= Work instruction =
Copy out each line of the data that contains "Display".

Collected data entries:
::::::
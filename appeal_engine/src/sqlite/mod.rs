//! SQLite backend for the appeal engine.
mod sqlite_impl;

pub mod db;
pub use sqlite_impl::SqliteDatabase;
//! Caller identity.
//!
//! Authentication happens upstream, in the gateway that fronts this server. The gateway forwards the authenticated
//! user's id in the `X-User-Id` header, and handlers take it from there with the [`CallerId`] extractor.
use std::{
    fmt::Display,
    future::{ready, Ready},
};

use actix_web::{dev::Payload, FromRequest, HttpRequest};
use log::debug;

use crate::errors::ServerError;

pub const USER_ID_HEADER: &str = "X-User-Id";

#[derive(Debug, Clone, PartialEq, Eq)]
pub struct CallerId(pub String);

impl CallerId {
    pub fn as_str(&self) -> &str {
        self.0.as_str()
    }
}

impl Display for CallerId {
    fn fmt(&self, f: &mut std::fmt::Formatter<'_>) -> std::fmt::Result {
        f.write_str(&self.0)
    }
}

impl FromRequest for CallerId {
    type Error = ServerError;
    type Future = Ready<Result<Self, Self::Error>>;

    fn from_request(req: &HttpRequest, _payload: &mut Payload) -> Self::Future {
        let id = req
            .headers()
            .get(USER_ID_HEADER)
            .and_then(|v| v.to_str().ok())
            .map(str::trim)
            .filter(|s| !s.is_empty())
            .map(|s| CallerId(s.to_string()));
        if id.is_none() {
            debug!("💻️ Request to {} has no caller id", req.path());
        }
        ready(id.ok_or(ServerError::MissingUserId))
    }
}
::::::
= Answer section =
    fmt::Display,
impl Display for CallerId {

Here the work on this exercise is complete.